Work item: If a line includes the word "PrematureAdvance", it belongs in the count; state the total for the data below and add nothing.

** Opening Source records block **

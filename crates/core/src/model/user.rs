use crate::model::ids::UserId;

/// Account as reported by the remote API's `/me` endpoint.
#[derive(Debug, Clone, PartialEq, Eq)]
pub struct User {
    pub id: UserId,
    pub name: Option<String>,
    pub username: String,
    pub email: String,
}

impl User {
    #[must_use]
    pub fn new(
        id: UserId,
        name: Option<String>,
        username: impl Into<String>,
        email: impl Into<String>,
    ) -> Self {
        Self {
            id,
            name: name.filter(|n| !n.trim().is_empty()),
            username: username.into(),
            email: email.into(),
        }
    }

    /// Name used for greetings: full name, then username, then "User".
    #[must_use]
    pub fn display_name(&self) -> &str {
        if let Some(name) = self.name.as_deref() {
            return name;
        }
        if self.username.trim().is_empty() {
            "User"
        } else {
            &self.username
        }
    }
}
use std::sync::Arc;

use rand::rng;
use rand::seq::SliceRandom;

use storage::FlashcardRepository;
use study_core::flashcards::FlashcardReview;

use crate::error::FlashcardServiceError;
use crate::notify::{Notification, Notifier};

/// Runs flashcard study sessions.
#[derive(Clone)]
pub struct FlashcardService {
    cards: Arc<dyn FlashcardRepository>,
    notifier: Arc<dyn Notifier>,
}

impl FlashcardService {
    #[must_use]
    pub fn new(cards: Arc<dyn FlashcardRepository>, notifier: Arc<dyn Notifier>) -> Self {
        Self { cards, notifier }
    }

    /// Loads every flashcard into a fresh review, optionally shuffled.
    ///
    /// # Errors
    ///
    /// Returns `FlashcardServiceError::Storage` if cards cannot be loaded and
    /// `FlashcardServiceError::Review` if there are none.
    pub async fn start_review(&self, shuffle: bool) -> Result<FlashcardReview, FlashcardServiceError> {
        let mut cards = self.cards.list_flashcards().await?;
        if shuffle {
            cards.shuffle(&mut rng());
        }
        let review = FlashcardReview::new(cards)?;
        tracing::info!(cards = review.len(), shuffled = shuffle, "flashcard review started");
        Ok(review)
    }

    /// Randomizes the order and restarts from the first card.
    pub fn shuffle(&self, review: &mut FlashcardReview) {
        review.reorder(|cards| cards.shuffle(&mut rng()));
        self.notifier.notify(Notification::CardsShuffled);
    }

    /// Ends the review; `reviewed` is how far the learner got.
    pub fn end_review(&self, review: FlashcardReview) {
        let reviewed = review.current_index() + 1;
        tracing::info!(reviewed, total = review.len(), "flashcard review ended");
        self.notifier
            .notify(Notification::StudySessionComplete { reviewed });
    }
}
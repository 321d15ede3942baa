use std::sync::Arc;

use storage::{DocumentRepository, StorageError};

use crate::context::UserContext;
use crate::quizzes::QuizResults;

/// Headline numbers for the home screen.
#[derive(Debug, Clone, PartialEq, Eq)]
pub struct DashboardStats {
    pub greeting: String,
    pub notes_uploaded: usize,
    pub quizzes_completed: usize,
    /// Mean of the latest score per quiz; `None` before any quiz is finished.
    pub average_score: Option<u32>,
}

#[derive(Clone)]
pub struct DashboardService {
    documents: Arc<dyn DocumentRepository>,
    results: QuizResults,
}

impl DashboardService {
    #[must_use]
    pub fn new(documents: Arc<dyn DocumentRepository>, results: QuizResults) -> Self {
        Self { documents, results }
    }

    /// # Errors
    ///
    /// Returns `StorageError` if the user's documents cannot be counted.
    pub async fn stats(&self, ctx: &UserContext) -> Result<DashboardStats, StorageError> {
        let (name, notes_uploaded) = match ctx.user() {
            Some(user) => (
                user.display_name(),
                self.documents.list_documents(user.id).await?.len(),
            ),
            None => ("User", 0),
        };
        Ok(DashboardStats {
            greeting: format!("Welcome back, {name}!"),
            notes_uploaded,
            quizzes_completed: self.results.completed_count(),
            average_score: self.results.average_percentage(),
        })
    }
}

#[cfg(test)]
mod tests {
    use super::*;
    use crate::context::AuthSession;
    use storage::{InMemoryRepository, NewDocument};
    use study_core::model::{User, UserId};

    #[tokio::test]
    async fn greets_signed_in_user_and_counts_notes() {
        let repo = InMemoryRepository::new();
        let user_id = UserId::new(3);
        repo.upload_document(user_id, NewDocument::from_file("a.pdf", vec![1]))
            .await
            .unwrap();

        let svc = DashboardService::new(Arc::new(repo), QuizResults::new());
        let ctx = UserContext::with_session(AuthSession::new(
            "t",
            User::new(user_id, None, "sam", "sam@example.com"),
        ));

        let stats = svc.stats(&ctx).await.unwrap();
        assert_eq!(stats.greeting, "Welcome back, sam!");
        assert_eq!(stats.notes_uploaded, 1);
        assert_eq!(stats.quizzes_completed, 0);
        assert_eq!(stats.average_score, None);
    }

    #[tokio::test]
    async fn anonymous_gets_generic_greeting() {
        let svc = DashboardService::new(Arc::new(InMemoryRepository::new()), QuizResults::new());
        let stats = svc.stats(&UserContext::anonymous()).await.unwrap();
        assert_eq!(stats.greeting, "Welcome back, User!");
        assert_eq!(stats.notes_uploaded, 0);
    }
}
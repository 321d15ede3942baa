use std::collections::BTreeMap;

use chrono::{DateTime, Utc};
use thiserror::Error;

use super::score::QuizScore;
use super::view::{OptionView, QuizSessionView};
use crate::model::{AttemptId, Question, Quiz, option_label};

//
// ─── ERRORS ────────────────────────────────────────────────────────────────────
//

/// Rejected session operations. All leave the session unchanged.
#[derive(Debug, Error, Clone, PartialEq, Eq)]
#[non_exhaustive]
pub enum QuizSessionError {
    #[error("quiz has no questions")]
    InvalidQuiz,

    #[error("option {index} is out of range for {option_count} options")]
    InvalidOptionIndex { index: usize, option_count: usize },

    #[error("question {question} must be answered before advancing")]
    PrematureAdvance { question: usize },

    #[error("no question in that direction")]
    OutOfRange,

    #[error("quiz session already completed")]
    Completed,

    #[error("no quiz session in progress")]
    NotStarted,
}

/// Outcome of a successful `next()`.
#[derive(Debug, Clone, Copy, PartialEq, Eq)]
pub enum QuizStep {
    Advanced { index: usize },
    Completed(QuizScore),
}

//
// ─── SESSION ───────────────────────────────────────────────────────────────────
//

/// Run-time state of one taker progressing through one quiz.
///
/// Answers are a sparse map from question index to selected option; the score is
/// always graded from that map, never tracked alongside it.
#[derive(Debug, Clone)]
pub struct QuizSession {
    attempt_id: AttemptId,
    quiz: Quiz,
    current: usize,
    answers: BTreeMap<usize, usize>,
    started_at: DateTime<Utc>,
    completed_at: Option<DateTime<Utc>>,
}

impl QuizSession {
    /// Starts a session at the first question with no answers.
    ///
    /// # Errors
    ///
    /// Returns `QuizSessionError::InvalidQuiz` if the quiz has no questions.
    pub fn start(quiz: Quiz, started_at: DateTime<Utc>) -> Result<Self, QuizSessionError> {
        if quiz.questions().is_empty() {
            return Err(QuizSessionError::InvalidQuiz);
        }

        Ok(Self {
            attempt_id: AttemptId::generate(),
            quiz,
            current: 0,
            answers: BTreeMap::new(),
            started_at,
            completed_at: None,
        })
    }

    #[must_use]
    pub fn attempt_id(&self) -> AttemptId {
        self.attempt_id
    }

    #[must_use]
    pub fn quiz(&self) -> &Quiz {
        &self.quiz
    }

    #[must_use]
    pub fn current_index(&self) -> usize {
        self.current
    }

    #[must_use]
    pub fn current_question(&self) -> &Question {
        // `current` is bounded by the question count, which `start` proved non-zero.
        &self.quiz.questions()[self.current]
    }

    #[must_use]
    pub fn question_count(&self) -> usize {
        self.quiz.question_count()
    }

    #[must_use]
    pub fn is_last(&self) -> bool {
        self.current + 1 == self.question_count()
    }

    /// Option selected for the visible question, if any.
    #[must_use]
    pub fn selected_answer(&self) -> Option<usize> {
        self.answers.get(&self.current).copied()
    }

    #[must_use]
    pub fn answer_for(&self, question: usize) -> Option<usize> {
        self.answers.get(&question).copied()
    }

    #[must_use]
    pub fn answers(&self) -> &BTreeMap<usize, usize> {
        &self.answers
    }

    #[must_use]
    pub fn answered_count(&self) -> usize {
        self.answers.len()
    }

    #[must_use]
    pub fn is_terminal(&self) -> bool {
        self.completed_at.is_some()
    }

    #[must_use]
    pub fn started_at(&self) -> DateTime<Utc> {
        self.started_at
    }

    #[must_use]
    pub fn completed_at(&self) -> Option<DateTime<Utc>> {
        self.completed_at
    }

    /// Records `option` for the current question, replacing any earlier choice.
    ///
    /// # Errors
    ///
    /// Returns `QuizSessionError::Completed` once results are shown.
    /// Returns `QuizSessionError::InvalidOptionIndex` if `option` is out of bounds.
    pub fn select_answer(&mut self, option: usize) -> Result<(), QuizSessionError> {
        if self.is_terminal() {
            return Err(QuizSessionError::Completed);
        }
        let option_count = self.current_question().option_count();
        if option >= option_count {
            return Err(QuizSessionError::InvalidOptionIndex {
                index: option,
                option_count,
            });
        }
        self.answers.insert(self.current, option);
        Ok(())
    }

    /// Moves to the next question, or finishes the quiz from the last one.
    ///
    /// Finishing marks the session terminal at `now` and grades it in the same step.
    ///
    /// # Errors
    ///
    /// Returns `QuizSessionError::PrematureAdvance` if the current question is unanswered.
    /// Returns `QuizSessionError::OutOfRange` if the session is already terminal.
    pub fn next(&mut self, now: DateTime<Utc>) -> Result<QuizStep, QuizSessionError> {
        if self.is_terminal() {
            return Err(QuizSessionError::OutOfRange);
        }
        if self.selected_answer().is_none() {
            return Err(QuizSessionError::PrematureAdvance {
                question: self.current,
            });
        }

        if self.is_last() {
            // Every earlier index was answered to get here; check anyway so the
            // terminal state can never be reached with gaps.
            if let Some(question) = self.first_unanswered() {
                return Err(QuizSessionError::PrematureAdvance { question });
            }
            self.completed_at = Some(now);
            return Ok(QuizStep::Completed(self.compute_score()));
        }

        self.current += 1;
        Ok(QuizStep::Advanced {
            index: self.current,
        })
    }

    /// Moves back one question, keeping every recorded answer.
    ///
    /// # Errors
    ///
    /// Returns `QuizSessionError::OutOfRange` at the first question.
    /// Returns `QuizSessionError::Completed` once results are shown.
    pub fn previous(&mut self) -> Result<usize, QuizSessionError> {
        if self.is_terminal() {
            return Err(QuizSessionError::Completed);
        }
        if self.current == 0 {
            return Err(QuizSessionError::OutOfRange);
        }
        self.current -= 1;
        Ok(self.current)
    }

    /// Grades the current answer map. Pure; safe to call at any time.
    #[must_use]
    pub fn compute_score(&self) -> QuizScore {
        QuizScore::grade(&self.quiz, &self.answers)
    }

    /// Final score, available once the session is terminal.
    #[must_use]
    pub fn score(&self) -> Option<QuizScore> {
        self.is_terminal().then(|| self.compute_score())
    }

    fn first_unanswered(&self) -> Option<usize> {
        (0..self.question_count()).find(|index| !self.answers.contains_key(index))
    }

    /// Snapshot for the presentation layer.
    #[must_use]
    pub fn view(&self) -> QuizSessionView {
        let question = self.current_question();
        let selected = self.selected_answer();
        let total = self.question_count();
        let options = question
            .options()
            .iter()
            .enumerate()
            .map(|(index, text)| OptionView {
                index,
                label: option_label(index),
                text: text.clone(),
                selected: selected == Some(index),
            })
            .collect();

        QuizSessionView {
            attempt_id: self.attempt_id,
            quiz_id: self.quiz.id(),
            title: self.quiz.title().to_string(),
            index: self.current,
            total,
            prompt: question.prompt().to_string(),
            options,
            selected,
            can_go_back: !self.is_terminal() && self.current > 0,
            can_advance: !self.is_terminal() && selected.is_some(),
            is_last: self.is_last(),
            is_terminal: self.is_terminal(),
            score: self.score(),
        }
    }
}

//
// ─── TESTS ─────────────────────────────────────────────────────────────────────
//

** Closing Source records block **

The answer: 4